- Unit badge
- Country: United Kingdom
- Branch: Royal Air Force
- Type: Deployable headquarters
- Role: Aerial warfare command and control
- Part of: No. 11 Group
- Home station: RAF High Wycombe, Buckinghamshire

Insignia
- Abbreviation: JFACHQ

= Joint Force Air Component Headquarters =

U.K. military unit

The Joint Force Air Component Headquarters (JFACHQ) is the United Kingdom's deployable air command and control unit. The JFACHQ is run by the Royal Air Force with representation from the other services.

The JFACHQ has members from the operations and operations support branches of the RAF to both plan and execute the air war as well as support the deployed air components from A1 to A9.

The unit is based at RAF High Wycombe. It can deploy worldwide at short notice to run an air campaign.

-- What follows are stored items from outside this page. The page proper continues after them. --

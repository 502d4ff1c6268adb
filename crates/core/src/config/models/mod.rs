pub mod app_config;
pub mod database;
pub mod dispatcher_worker;
pub mod message_queue;
pub mod observability;

// Re-export main types for easier imports
pub use app_config::AppConfig;
pub use database::DatabaseConfig;
pub use dispatcher_worker::{CallbackConfig, StoreConfig};
pub use message_queue::MessageQueueConfig;
pub use observability::ObservabilityConfig;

The constituent parts of the JFAC are broken down according to the Continental staff system:

- A1 – PANDA (Personnel and administration)
- A2 – RAF Intelligence
- A3 – Air operations (both plans and current operations)
- A4 – Air logistics
- A5 – Air strategy and contingency planning
- A6 – Air CIS (Communication and Information Systems)
- A7 – Air training
- A8 – Finance and budgets
- A9 – POLAD (Political advice) and LEGAD (Legal adviser)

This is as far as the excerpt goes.